Buchstäblich schachmatt ist mit der Pandemie auch das Projekt „Kurierschach“ gesetzt worden, das bereits vor zwei Jahren startete und zum Schachfest Weltpremiere feiern sollte. Das Lebendschach­ensemble des Vereins will Kurierschach – eine aus dem Mittelalter stammende Form des Schachspiels, die fast vergessen ist – wiederbeleben. 2018 beschlossen die Ströbecker, dass es Teil der Traditions­pflege im schachverrückten Dorf werden soll und gründeten auf ­Initiative des örtlichen Schachvereins mit Unter­stützung des Ortschaftsrates sowie zahlreicher Bürger eine Projektgruppe, die das Vorhaben bis zum Schachfest im Juni 2020 verwirklichen sollte.

Karina Knopp vom Lebendschach­ensemble koordinierte das achtköpfige Nähteam. Modedesignerin Carmen Wilke entwarf für das Kurierschach die neuen Kostüme. Sie begleitete von Anfang an die Näharbeiten vor Ort.

Seit Sommer 2019 traf sich das Team fast täglich in der Werkstatt – bis zum Ausbruch der Pandemie und den damit verbundenen Einschränkungen. Das Projekt sei eine große Herausforderung für die Ehrenamtler und ohne sie nicht umzu­setzen, betonte vor einigen Wochen Karina Knopp. Stehen beim normalen Schach 32 Figuren auf dem Brett, sind es beim Kurierschach 48. Hunderte Stunden hätten die fleißigen Frauen an den Nähmaschinen zugebracht und etwa 90 Meter an Stoffbahnen verarbeitet.

Wichtig für die Realisierung des Projekts „Kurierschach“ war neben der breiten ehrenamtlichen Unterstützung im Dorf die finanzielle Hilfe. Dabei half ein Fakt: Dass die Ströbecker Schach­tradition in Deutschland einmalig ist, machte mittlerweile bis Berlin die Runde. Im Bundesministerium für Ernährung und Landwirtschaft wurde daher ein Fördermittelantrag positiv beschieden. 29 000 Euro bekamen die Ströbecker zur Finanzierung des Vorhabens.
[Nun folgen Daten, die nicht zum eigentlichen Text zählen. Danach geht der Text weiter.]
//! In-memory state of one emulated collection.

use chrono::Utc;
use serde_json::Value;
use std::cmp::Ordering;
use uuid::Uuid;

use super::query::{ParsedQuery, QueryPosition};
use crate::error::{ErrorCode, QueryError, QueryResult};
use crate::models::{Document, PartitionKey, PartitionKeyRange, MAX_EPK, MIN_EPK};
use crate::query::order::{compare_keys, sort_key, value_at, SortKey};

/// A stored document with its routing and log metadata.
#[derive(Debug, Clone)]
pub(crate) struct StoredDocument {
    pub(crate) id: String,
    pub(crate) partition_key: PartitionKey,
    pub(crate) epk: String,
    /// Log sequence number of the latest write.
    pub(crate) lsn: u64,
    pub(crate) body: Document,
}

/// Documents, ranges and the change log position of a collection.
#[derive(Debug)]
pub(crate) struct CollectionState {
    pub(crate) partition_key_path: String,
    /// Current ranges, sorted by lower bound.
    pub(crate) ranges: Vec<PartitionKeyRange>,
    /// Ids of ranges removed by splits.
    pub(crate) gone: Vec<String>,
    pub(crate) documents: Vec<StoredDocument>,
    /// Last assigned log sequence number.
    pub(crate) lsn: u64,
    next_range_id: u64,
}

impl CollectionState {
    /// Creates a collection whose key space is cut into `range_count` equal ranges.
    pub(crate) fn new(partition_key_path: &str, range_count: u32) -> Self {
        let count = range_count.max(1) as u64;
        let step = u64::MAX / count;
        let ranges = (0..count)
            .map(|i| {
                let min = if i == 0 {
                    MIN_EPK.to_string()
                } else {
                    format!("{:016X}", step * i)
                };
                let max = if i + 1 == count {
                    MAX_EPK.to_string()
                } else {
                    format!("{:016X}", step * (i + 1))
                };
                PartitionKeyRange::new(i.to_string(), min, max)
            })
            .collect();

        Self {
            partition_key_path: partition_key_path.to_string(),
            ranges,
            gone: Vec::new(),
            documents: Vec::new(),
            lsn: 0,
            next_range_id: count,
        }
    }

    pub(crate) fn range(&self, id: &str) -> QueryResult<&PartitionKeyRange> {
        if let Some(range) = self.ranges.iter().find(|r| r.id == id) {
            return Ok(range);
        }
        if self.gone.iter().any(|g| g == id) {
            return Err(QueryError::with_message(
                ErrorCode::PartitionKeyRangeGone,
                format!("partition key range '{}' is gone", id),
            ));
        }
        Err(QueryError::with_message(
            ErrorCode::PartitionKeyRangeNotFound,
            format!("partition key range '{}' does not exist", id),
        ))
    }

    pub(crate) fn range_for(&self, partition_key: &PartitionKey) -> Option<&PartitionKeyRange> {
        let epk = partition_key.effective_partition_key();
        self.ranges.iter().find(|r| r.contains(&epk))
    }

    /// Stores a document, stamping system properties. Returns the stored body.
    pub(crate) fn write(&mut self, mut body: Document, upsert: bool) -> QueryResult<Document> {
        let id = match body.get("id") {
            Some(Value::String(id)) if !id.is_empty() => id.clone(),
            _ => {
                return Err(QueryError::with_message(
                    ErrorCode::BadRequest,
                    "documents need a non-empty string 'id'",
                ))
            }
        };
        let partition_key = PartitionKey::from_document(&body, &self.partition_key_path)?;
        let existing = self
            .documents
            .iter()
            .position(|d| d.id == id && d.partition_key == partition_key);
        if existing.is_some() && !upsert {
            return Err(QueryError::with_message(
                ErrorCode::Conflict,
                format!("document '{}' already exists", id),
            ));
        }

        self.lsn += 1;
        let lsn = self.lsn;
        let rid = match existing {
            Some(index) => self.documents[index]
                .body
                .get("_rid")
                .cloned()
                .unwrap_or_else(|| Value::String(Uuid::new_v4().simple().to_string())),
            None => Value::String(Uuid::new_v4().simple().to_string()),
        };
        body.insert("_rid".to_string(), rid);
        body.insert("_ts".to_string(), Value::from(Utc::now().timestamp()));
        body.insert("_lsn".to_string(), Value::from(lsn));
        body.insert("_etag".to_string(), Value::String(format!("\"{}\"", Uuid::new_v4())));

        let stored = StoredDocument {
            id,
            epk: partition_key.effective_partition_key(),
            partition_key,
            lsn,
            body: body.clone(),
        };
        match existing {
            Some(index) => self.documents[index] = stored,
            None => self.documents.push(stored),
        }
        Ok(body)
    }

    /// Splits a range at the midpoint of its key interval.
    ///
    /// Returns the ids of the two new ranges.
    pub(crate) fn split(&mut self, id: &str) -> QueryResult<(String, String)> {
        let index = self
            .ranges
            .iter()
            .position(|r| r.id == id)
            .ok_or_else(|| {
                QueryError::with_message(
                    ErrorCode::PartitionKeyRangeNotFound,
                    format!("partition key range '{}' does not exist", id),
                )
            })?;
        let parent = self.ranges[index].clone();
        let low = parse_bound(&parent.min_inclusive);
        let high = parse_bound(&parent.max_exclusive);
        if high - low < 2 {
            return Err(QueryError::with_message(
                ErrorCode::BadRequest,
                format!("partition key range '{}' is too small to split", id),
            ));
        }
        let mid = format!("{:016X}", low + (high - low) / 2);

        let mut parents = parent.parents.clone();
        parents.push(parent.id.clone());
        let left_id = self.next_range_id.to_string();
        let right_id = (self.next_range_id + 1).to_string();
        self.next_range_id += 2;

        let mut left = PartitionKeyRange::new(left_id.clone(), parent.min_inclusive.clone(), mid.clone());
        left.parents = parents.clone();
        let mut right = PartitionKeyRange::new(right_id.clone(), mid, parent.max_exclusive.clone());
        right.parents = parents;

        self.ranges.splice(index..=index, [left, right]);
        self.gone.push(parent.id);
        Ok((left_id, right_id))
    }

    /// Documents of a range that pass the optional partition key and query filters.
    fn documents_in<'a>(
        &'a self,
        range: &'a PartitionKeyRange,
        partition_key: Option<&'a PartitionKey>,
        filter: Option<&'a (String, Value)>,
    ) -> impl Iterator<Item = &'a StoredDocument> + 'a {
        self.documents.iter().filter(move |d| {
            range.contains(&d.epk)
                && partition_key.map_or(true, |pk| &d.partition_key == pk)
                && filter.map_or(true, |(path, value)| value_at(&d.body, path) == Some(value))
        })
    }

    /// Serves one query page. The returned token is `None` once the range has
    /// nothing after this page.
    pub(crate) fn query_page(
        &self,
        range_id: &str,
        query: &ParsedQuery,
        partition_key: Option<&PartitionKey>,
        continuation: Option<&str>,
        max_item_count: usize,
    ) -> QueryResult<(Vec<Document>, Option<String>)> {
        let range = self.range(range_id)?;
        let after = continuation.map(QueryPosition::decode).transpose()?;

        let mut matching: Vec<(SortKey, &StoredDocument)> = self
            .documents_in(range, partition_key, query.filter.as_ref())
            .map(|d| (sort_key(&d.body, &query.order_by), d))
            .collect();
        matching.sort_by(|(ka, a), (kb, b)| order(ka, a.lsn, kb, b.lsn, query));

        if let Some(after) = &after {
            let key = after.key();
            matching.retain(|(k, d)| order(k, d.lsn, &key, after.lsn(), query) == Ordering::Greater);
        }

        let has_more = matching.len() > max_item_count;
        matching.truncate(max_item_count.max(1));
        let continuation = match (has_more, matching.last()) {
            (true, Some((key, last))) => Some(QueryPosition::new(key, last.lsn).encode()?),
            _ => None,
        };
        let items = matching.into_iter().map(|(_, d)| d.body.clone()).collect();
        Ok((items, continuation))
    }

    /// Serves one change feed page: changes after `from`, oldest first.
    ///
    /// Returns the changes and the log position to resume from.
    pub(crate) fn change_feed_page(
        &self,
        range_id: &str,
        partition_key: Option<&PartitionKey>,
        from: u64,
        max_item_count: usize,
    ) -> QueryResult<(Vec<Document>, u64)> {
        let range = self.range(range_id)?;
        let mut changes: Vec<&StoredDocument> = self
            .documents_in(range, partition_key, None)
            .filter(|d| d.lsn > from)
            .collect();
        changes.sort_by_key(|d| d.lsn);
        changes.truncate(max_item_count.max(1));

        let position = changes.last().map_or(from, |d| d.lsn);
        Ok((changes.into_iter().map(|d| d.body.clone()).collect(), position))
    }
}

fn order(a: &SortKey, a_lsn: u64, b: &SortKey, b_lsn: u64, query: &ParsedQuery) -> Ordering {
    compare_keys(a, b, &query.order_by).then(a_lsn.cmp(&b_lsn))
}

fn parse_bound(bound: &str) -> u64 {
    if bound == MIN_EPK {
        return 0;
    }
    if bound == MAX_EPK {
        return u64::MAX;
    }
    u64::from_str_radix(bound, 16).unwrap_or(0)
}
Mit dem Projekt „Kurierschach“ verbinden die Ströbecker natürlich die Hoffnung für ein weiteres bedeutendes Vorhaben im Gespräch zu bleiben und für die Unesco-Liste des Immateriellen Kulturerbes nominiert zu werden. Anerkennung hat das Engagement der Ströbecker bereits im Dezember 2016 gefunden. Das Schachdorf ist vor vier Jahren mit seiner über 1000-jährigen Schachtradi­tion auf die bundesweite Liste des Immateriellen Kulturerbes gesetzt worden. Damit besteht die reale Chance, eines Tages von Deutschland für die Unesco-Liste des ­Immateriellen Kulturerbes vorgeschlagen zu werden. Das ist das erklärte Ziel der Ströbecker.